There's a diverse mix of engineering students university, everything from hating engineering and wanting to get out as fast as possible, to those who love it and stay on to pursue academia, but what if you are stuck in the middle? I guess it would seem obvious to assume the latter would be the majority, but I'm not quite sure that's the case.

Personally I love the subject (I study Mechanical Engineering in the UK currently taking my masters), and I go through phases of enjoying different topics but at the end of the day I get a buzz from finding a solution and getting things to work how I intend them to. So when it comes to looking for graduate work, I find jobs aligned with my interests such as types of analysis, simulation software and design etc. to be yielding average salaries (around £27,000) but the general consensus of articles I find online is that this salary is unlikely to increase much over the course of your career. However does this mean if you were to stay in this entry level role specifically?

For example go to google and type in 'Design Engineer Salary' and immediately you are confronted with a bold '£28,489 per year' from PayScale. Now as a graduate entering at around this salary I would hope over time this would increase a fair bit.

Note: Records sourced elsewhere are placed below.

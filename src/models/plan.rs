use std::fmt;

use chrono::{DateTime, Utc};
use serde::{Deserialize, Serialize};

pub const DEFAULT_HORIZON_DAYS: u32 = 7;
pub const DEFAULT_SESSION_MINUTES: u32 = 60;
pub const DEFAULT_MINUTES_PER_UNIT: u32 = 15;

#[derive(Debug, Clone, Serialize, Deserialize, PartialEq)]
#[serde(rename_all = "camelCase")]
pub struct ScheduleConstraints {
    /// First instant a batch session may start.
    pub horizon_start: DateTime<Utc>,
    #[serde(default = "default_horizon_days")]
    pub horizon_days: u32,
    #[serde(default = "default_session_minutes")]
    pub session_minutes: u32,
    /// Falls back to the engine's configured granularity.
    #[serde(default)]
    pub slot_granularity_minutes: Option<u32>,
    #[serde(default = "default_minutes_per_unit")]
    pub minutes_per_unit: u32,
}

impl ScheduleConstraints {
    pub fn starting_at(horizon_start: DateTime<Utc>) -> Self {
        Self {
            horizon_start,
            horizon_days: DEFAULT_HORIZON_DAYS,
            session_minutes: DEFAULT_SESSION_MINUTES,
            slot_granularity_minutes: None,
            minutes_per_unit: DEFAULT_MINUTES_PER_UNIT,
        }
    }
}

fn default_horizon_days() -> u32 {
    DEFAULT_HORIZON_DAYS
}

fn default_session_minutes() -> u32 {
    DEFAULT_SESSION_MINUTES
}

fn default_minutes_per_unit() -> u32 {
    DEFAULT_MINUTES_PER_UNIT
}

#[derive(Debug, Clone, Serialize, Deserialize, PartialEq)]
#[serde(rename_all = "camelCase")]
pub struct Assignment {
    pub client_id: String,
    pub therapist_id: String,
    pub start_time: DateTime<Utc>,
    pub end_time: DateTime<Utc>,
    /// Compatibility weighted by how early in the horizon the slot falls.
    pub score: f64,
    pub compatibility: f64,
}

#[derive(Debug, Clone, Serialize, Deserialize, PartialEq)]
#[serde(rename_all = "camelCase")]
pub struct UnassignedClient {
    pub client_id: String,
    pub reasons: Vec<String>,
}

#[derive(Debug, Clone, Serialize, Deserialize, PartialEq, Default)]
#[serde(rename_all = "camelCase")]
pub struct PlanStats {
    pub clients_considered: usize,
    pub pairs_scored: usize,
    pub cache_hits: u64,
    pub cache_misses: u64,
    pub elapsed_ms: u128,
}

#[derive(Debug, Clone, Serialize, Deserialize, PartialEq)]
#[serde(rename_all = "camelCase")]
pub struct AssignmentPlan {
    pub id: String,
    pub assignments: Vec<Assignment>,
    pub unassigned: Vec<UnassignedClient>,
    pub cancelled: bool,
    #[serde(default)]
    pub unprocessed_client_ids: Vec<String>,
    #[serde(default)]
    pub warnings: Vec<String>,
    #[serde(default)]
    pub stats: PlanStats,
}

impl AssignmentPlan {
    pub fn assignment_for(&self, client_id: &str) -> Option<&Assignment> {
        self.assignments.iter().find(|a| a.client_id == client_id)
    }

    pub fn unassigned_for(&self, client_id: &str) -> Option<&UnassignedClient> {
        self.unassigned.iter().find(|u| u.client_id == client_id)
    }
}

#[derive(Debug, Clone, Copy, Serialize, Deserialize, PartialEq, Eq)]
#[serde(rename_all = "camelCase")]
pub enum BatchPhase {
    Pending,
    Scoring,
    Assigning,
    Done,
}

impl fmt::Display for BatchPhase {
    fn fmt(&self, f: &mut fmt::Formatter<'_>) -> fmt::Result {
        let label = match self {
            BatchPhase::Pending => "pending",
            BatchPhase::Scoring => "scoring",
            BatchPhase::Assigning => "assigning",
            BatchPhase::Done => "done",
        };
        f.write_str(label)
    }
}
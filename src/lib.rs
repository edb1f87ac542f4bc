pub mod commands;
pub mod config;
pub mod error;
pub mod models;
pub mod services;
pub mod utils;

pub use commands::{CommandError, CommandResult, EngineState};
pub use config::EngineConfig;
pub use error::{AppError, AppResult};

As salary seems to be directly correlated with responsibility, does this mean that your only route for progressing is to step out of this technical role? Is it 'unwise' to be following this technical career path if you want to progress to >£50,000?

I'm trying to stay realistic here in terms of balancing my passion for engineering and salary, the salary is important in terms of long term stability and family etc. yet so is the enjoyment of the job, so I'm really putting a lot of thought into this. As a lot of engineering students I have the urge to branch out into technical areas outside engineering but this is mostly influenced by the inviting prospect of high salaries and rapid progression (goodbye engineering?). Or is it worth pursuing a Chartered status with the expectation that this will open doors to higher salaries?


If anyone has any thoughts on this please let me know, any advice for me and thousands of other students out there is most welcome.

Thanks for reading this long post!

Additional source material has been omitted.